A more accurate estimate of organized retail theft from the National Retail Federation (NRF) pegs the losses at roughly $700,000 per $1 billion in sales, or .07% of total sales. According to the state agency that tracks sales tax revenue, retail sales totaled $210.4 billion in Washington last year. Applying the NRF’s formula to Washington’s sales totals from last year would put estimated losses at $147,280,000.
Still a significant problem, to be sure, but it’s a far cry from the eye-popping $70 billion claim the AG used to justify his proposal for a dedicated unit to address the issue. I asked the AG’s office to justify their reliance on RILA’s statistic, but they did not provide an explanation beyond confirming that they did in fact get the stat from the industry trade association.
How Would the AG’s Office Reduce Organized Retail Theft?
In his press release announcing his proposal, Ferguson explicitly argued that he didn’t aim to crack down on everyday shoplifting. Instead, he will coordinate prosecutions between jurisdictions and assist with investigations to bag the ringleaders of these allegedly organized crime rings.
If that’s how the unit actually operates in practice, then it would be a positive shift from the way local prosecutors are handling these cases–at least in King County.
So far, prosecutors have mostly employed an approach similar to the one they used in the failed War on Drugs. If you think of an organized retail theft ring as a drug cartel, they've basically been scooping up the equivalent of street dealers caught with contraband, but they haven't had much luck reaching the people who actually direct the organization.
I asked the King County Prosecuting Attorney’s Office for any examples of recent cases where they’d busted the leader of one of these organizations, like the father and daughter team who led a multimillion-dollar shoplifting ring in Atlanta last October. The charging documents from the seven cases they highlighted, all from within the last two months, showed that they appear focused on people allegedly stealing large numbers of products intended for resale. That focus is better than trumping up charges against people stealing necessities for survival, but they haven’t taken down any kingpins like in the Atlanta operation.
In an email, a spokesperson from Ferguson’s office said that local law enforcement agencies have told the AG at a recent meeting that they don’t have the staffing to conduct longer-term investigations to catch those kingpins. The spokesperson cited Seattle Police Department Chief Adrian Diaz as one cop who made this argument, though others echoed his frustrations.
It’s not clear that any additional staffing would actually help, though, as retail industry advocates say that targeting the “fences” profiting from resold merch rather than the grunts they deploy to shoplift works best to break up these operations. And there are more direct ways of going after those “fences” than trying to convince foot soldiers to rat out bosses under threat of jail time–like catching them in the act of selling stolen merchandise.

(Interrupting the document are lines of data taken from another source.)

use thiserror::Error;

/// Lifecycle states of one station's participant session.
#[derive(Debug, Clone, Copy, PartialEq, Eq)]
pub enum SessionState {
    /// Nobody is logged in at the station.
    LoggedOut,
    /// The participant asked for a turn and waits in the admission queue.
    Queued,
    /// The participant holds the single writing turn.
    Writing,
    /// Logged in but not queued; the last turn (if any) has ended.
    Idle,
}

/// Events that can be applied to a participant session.
#[derive(Debug, Clone, Copy, PartialEq, Eq)]
pub enum SessionEvent {
    /// The participant pressed the participate button.
    ParticipationRequested,
    /// A login resolved successfully (guest or registered).
    LoginSucceeded,
    /// A pending login prompt was dismissed.
    LoginCancelled,
    /// The coordinator granted the writing turn.
    Promoted,
    /// The participant submitted text and ended the turn.
    TextSubmitted,
    /// The participant gave up the turn without contributing.
    TurnSkipped,
    /// The participant closed the story being written.
    StoryFinished,
    /// The participant logged out of the station.
    LogoutRequested,
}

/// Error returned when an event cannot be applied from the current state.
#[derive(Debug, Clone, PartialEq, Eq, Error)]
#[error("invalid transition: {event:?} cannot be applied while in {from:?}")]
pub struct InvalidTransition {
    /// The state the session was in when the invalid event was received.
    pub from: SessionState,
    /// The event that cannot be applied from this state.
    pub event: SessionEvent,
}

/// Fixed physical slot a station occupies around the shared table.
///
/// Top slots face the opposite side, so their keyboards (and the shared
/// display, while they hold the turn) render upside down.
#[derive(Debug, Clone, Copy, PartialEq, Eq)]
pub enum ScreenSlot {
    /// Lower left corner, not flipped.
    BottomLeft,
    /// Lower right corner, not flipped.
    BottomRight,
    /// Upper left corner, flipped.
    TopLeft,
    /// Upper right corner, flipped.
    TopRight,
}

impl ScreenSlot {
    /// Whether widgets at this slot render upside down.
    pub fn is_flipped(self) -> bool {
        matches!(self, ScreenSlot::TopLeft | ScreenSlot::TopRight)
    }
}

/// Label set for the two three-button action panels next to each keyboard.
#[derive(Debug, Clone)]
pub struct ButtonLabels {
    /// Left panel: logout, skip turn, participate.
    pub left: [String; 3],
    /// Right panel: finish story, clear text, submit text.
    pub right: [String; 3],
}

/// Label shown on the participate button while waiting for the turn.
const WAIT_LABEL: &str = "WAIT";

impl Default for ButtonLabels {
    fn default() -> Self {
        Self {
            left: ["LOGOUT".into(), "SKIP TURN".into(), "PARTICIPATE".into()],
            right: [
                "FINISH STORY".into(),
                "CLEAR TEXT".into(),
                "SUBMIT TEXT".into(),
            ],
        }
    }
}

/// One action button as the presentation layer should render it.
#[derive(Debug, Clone, PartialEq, Eq)]
pub struct ButtonState {
    /// Text on the button face.
    pub label: String,
    /// Whether pressing the button is currently allowed.
    pub enabled: bool,
}

/// Render state for both action panels and the virtual keyboard of a station.
#[derive(Debug, Clone, PartialEq, Eq)]
pub struct ButtonPanels {
    /// Left panel buttons (logout, skip turn, participate).
    pub left: [ButtonState; 3],
    /// Right panel buttons (finish story, clear text, submit text).
    pub right: [ButtonState; 3],
    /// Whether the right panel is shown at all.
    pub right_visible: bool,
    /// Whether the station's virtual keyboard is shown.
    pub keyboard_visible: bool,
}

/// State machine for one keyboard station's participant.
///
/// The session is created once per station at startup and never destroyed;
/// identity and the trashed-character counter mutate across turns while the
/// state cycles through the admission lifecycle.
#[derive(Debug, Clone)]
pub struct ParticipantSession {
    station: String,
    slot: ScreenSlot,
    guest_name: String,
    identity: Option<String>,
    state: SessionState,
    trashed_chars: usize,
}

impl ParticipantSession {
    /// Create a logged-out session for the given station slot.
    pub fn new(station: String, slot: ScreenSlot, guest_name: String) -> Self {
        Self {
            station,
            slot,
            guest_name,
            identity: None,
            state: SessionState::LoggedOut,
            trashed_chars: 0,
        }
    }

    /// Identifier of the station this session belongs to.
    pub fn station(&self) -> &str {
        &self.station
    }

    /// Screen slot the station occupies.
    pub fn slot(&self) -> ScreenSlot {
        self.slot
    }

    /// Default identity used when logging in as a guest.
    pub fn guest_name(&self) -> &str {
        &self.guest_name
    }

    /// Identity of the logged-in user, if any.
    pub fn identity(&self) -> Option<&str> {
        self.identity.as_deref()
    }

    /// Current lifecycle state.
    pub fn state(&self) -> SessionState {
        self.state
    }

    /// Whether this session currently holds the writing turn.
    pub fn is_writing(&self) -> bool {
        self.state == SessionState::Writing
    }

    /// Characters discarded since the last persisted contribution.
    pub fn trashed_chars(&self) -> usize {
        self.trashed_chars
    }

    /// Record `count` additional discarded characters.
    pub(crate) fn add_trashed_chars(&mut self, count: usize) {
        self.trashed_chars += count;
    }

    /// Reset the discard counter after a contribution was recorded.
    pub(crate) fn reset_trashed_chars(&mut self) {
        self.trashed_chars = 0;
    }

    /// Store the identity a successful login resolved to.
    pub(crate) fn set_identity(&mut self, identity: String) {
        self.identity = Some(identity);
    }

    /// Drop the identity on logout.
    pub(crate) fn clear_identity(&mut self) {
        self.identity = None;
    }

    /// Apply an event, moving the session to the next state.
    pub(crate) fn apply(&mut self, event: SessionEvent) -> Result<SessionState, InvalidTransition> {
        let next = self.compute_transition(event)?;
        self.state = next;
        Ok(next)
    }

    /// Compute the state an event leads to if it is valid from here.
    fn compute_transition(&self, event: SessionEvent) -> Result<SessionState, InvalidTransition> {
        use SessionEvent::*;
        use SessionState::*;

        let next = match (self.state, event) {
            (LoggedOut | Idle, ParticipationRequested) => Queued,
            // A login resolving while not yet queued carries participation
            // intent, so every successful login lands in the queue; the
            // coordinator promotes the head separately.
            (LoggedOut | Idle | Queued, LoginSucceeded) => Queued,
            (Queued, LoginCancelled) => LoggedOut,
            (LoggedOut, LoginCancelled) => LoggedOut,
            (Queued, Promoted) => Writing,
            (Writing, TextSubmitted) => Idle,
            (Writing, TurnSkipped) => Idle,
            (Writing, StoryFinished) => Idle,
            (Writing | Queued | Idle, LogoutRequested) => LoggedOut,
            (from, event) => return Err(InvalidTransition { from, event }),
        };

        Ok(next)
    }

    /// Derive the action panels the presentation layer should render for the
    /// current state, mirroring the original four-keyboard table behavior.
    pub fn panels(&self, labels: &ButtonLabels) -> ButtonPanels {
        let button = |label: &str, enabled: bool| ButtonState {
            label: label.to_string(),
            enabled,
        };
        let [logout, skip, participate] = &labels.left;

        match self.state {
            SessionState::LoggedOut => ButtonPanels {
                left: [
                    button(logout, false),
                    button(skip, false),
                    button(participate, true),
                ],
                right: right_panel(labels, false),
                right_visible: false,
                keyboard_visible: false,
            },
            SessionState::Queued => ButtonPanels {
                left: [
                    // Logging out is only possible once a login resolved.
                    button(logout, self.identity.is_some()),
                    button(skip, false),
                    button(WAIT_LABEL, false),
                ],
                right: right_panel(labels, false),
                right_visible: false,
                keyboard_visible: false,
            },
            SessionState::Writing => ButtonPanels {
                left: [
                    button(logout, true),
                    button(skip, true),
                    button(participate, false),
                ],
                right: right_panel(labels, true),
                right_visible: true,
                keyboard_visible: true,
            },
            SessionState::Idle => ButtonPanels {
                left: [
                    button(logout, true),
                    button(skip, false),
                    button(participate, true),
                ],
                right: right_panel(labels, false),
                right_visible: false,
                keyboard_visible: false,
            },
        }
    }
}

fn right_panel(labels: &ButtonLabels, enabled: bool) -> [ButtonState; 3] {
    let [finish, clear, submit] = &labels.right;
    [
        ButtonState {
            label: finish.clone(),
            enabled,
        },
        ButtonState {
            label: clear.clone(),
            enabled,
        },
        ButtonState {
            label: submit.clone(),
            enabled,
        },
    ]
}

#[cfg(test)]
mod tests {
    use super::*;

    fn session() -> ParticipantSession {
        ParticipantSession::new("kb-1".into(), ScreenSlot::BottomLeft, "Guest1".into())
    }

    fn apply(session: &mut ParticipantSession, event: SessionEvent) -> SessionState {
        session.apply(event).unwrap()
    }

    #[test]
    fn initial_state_is_logged_out() {
        assert_eq!(session().state(), SessionState::LoggedOut);
    }

    #[test]
    fn full_turn_cycle() {
        let mut s = session();

        assert_eq!(
            apply(&mut s, SessionEvent::ParticipationRequested),
            SessionState::Queued
        );
        assert_eq!(
            apply(&mut s, SessionEvent::LoginSucceeded),
            SessionState::Queued
        );
        assert_eq!(apply(&mut s, SessionEvent::Promoted), SessionState::Writing);
        assert_eq!(
            apply(&mut s, SessionEvent::TextSubmitted),
            SessionState::Idle
        );
        assert_eq!(
            apply(&mut s, SessionEvent::ParticipationRequested),
            SessionState::Queued
        );
    }

    #[test]
    fn login_cancel_returns_to_logged_out() {
        let mut s = session();
        apply(&mut s, SessionEvent::ParticipationRequested);
        assert_eq!(
            apply(&mut s, SessionEvent::LoginCancelled),
            SessionState::LoggedOut
        );
    }

    #[test]
    fn logout_is_valid_from_writing_queued_and_idle() {
        for events in [
            vec![SessionEvent::ParticipationRequested],
            vec![
                SessionEvent::ParticipationRequested,
                SessionEvent::LoginSucceeded,
                SessionEvent::Promoted,
            ],
            vec![
                SessionEvent::ParticipationRequested,
                SessionEvent::LoginSucceeded,
                SessionEvent::Promoted,
                SessionEvent::TurnSkipped,
            ],
        ] {
            let mut s = session();
            for event in events {
                apply(&mut s, event);
            }
            assert_eq!(
                apply(&mut s, SessionEvent::LogoutRequested),
                SessionState::LoggedOut
            );
        }
    }

    #[test]
    fn submit_while_not_writing_is_rejected() {
        let mut s = session();
        let err = s.apply(SessionEvent::TextSubmitted).unwrap_err();
        assert_eq!(err.from, SessionState::LoggedOut);
        assert_eq!(err.event, SessionEvent::TextSubmitted);
    }

    #[test]
    fn promotion_requires_queued() {
        let mut s = session();
        assert!(s.apply(SessionEvent::Promoted).is_err());
    }

    #[test]
    fn trashed_chars_accumulate_until_reset() {
        let mut s = session();
        s.add_trashed_chars(5);
        s.add_trashed_chars(3);
        assert_eq!(s.trashed_chars(), 8);
        s.reset_trashed_chars();
        assert_eq!(s.trashed_chars(), 0);
    }

    #[test]
    fn queued_panel_disables_participate_with_wait_label() {
        let mut s = session();
        apply(&mut s, SessionEvent::ParticipationRequested);
        let panels = s.panels(&ButtonLabels::default());

        assert_eq!(panels.left[2].label, "WAIT");
        assert!(!panels.left[2].enabled);
        // Login has not resolved yet, so logging out is impossible.
        assert!(!panels.left[0].enabled);
        assert!(!panels.right_visible);
    }

    #[test]
    fn writing_panel_enables_everything_but_participate() {
        let mut s = session();
        apply(&mut s, SessionEvent::ParticipationRequested);
        s.set_identity("Guest1".into());
        apply(&mut s, SessionEvent::LoginSucceeded);
        apply(&mut s, SessionEvent::Promoted);

        let panels = s.panels(&ButtonLabels::default());
        assert!(panels.keyboard_visible);
        assert!(panels.right_visible);
        assert!(panels.right.iter().all(|b| b.enabled));
        assert!(panels.left[0].enabled);
        assert!(panels.left[1].enabled);
        assert!(!panels.left[2].enabled);
    }

    #[test]
    fn top_slots_are_flipped() {
        assert!(ScreenSlot::TopLeft.is_flipped());
        assert!(ScreenSlot::TopRight.is_flipped());
        assert!(!ScreenSlot::BottomLeft.is_flipped());
        assert!(!ScreenSlot::BottomRight.is_flipped());
    }
}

In recent years, most illegal resale activity has moved from brick-and-mortar pawn shops to online marketplaces such as Amazon and eBay, which presents an enforcement challenge for the AG’s office. Because those marketplaces sell to customers across state lines, the AG’s office has limited authority to compel the tech giants to cooperate with investigations into “fences” based in Washington or to crack down on illegal reselling on their platforms.
In an email, a spokesperson from the AG’s office said they’re addressing the issue with the eight largest online marketplaces on a voluntary basis through the task force they convened earlier this year. The spokesperson added that the tech companies have engaged with the state in the process and are working to develop policies that will help identify users selling stolen property on their platforms.
If they can get the tech companies to adopt those policies, or if Congress forces them to do so by passing a law requiring additional disclosure and reporting from online resellers, then Ferguson’s Organized Retail Theft Unit could be a worthwhile effort to reduce organized retail theft. But if the new unit only continues the current pattern of enforcement from local prosecutors, then it will be just as successful as the War on Drugs.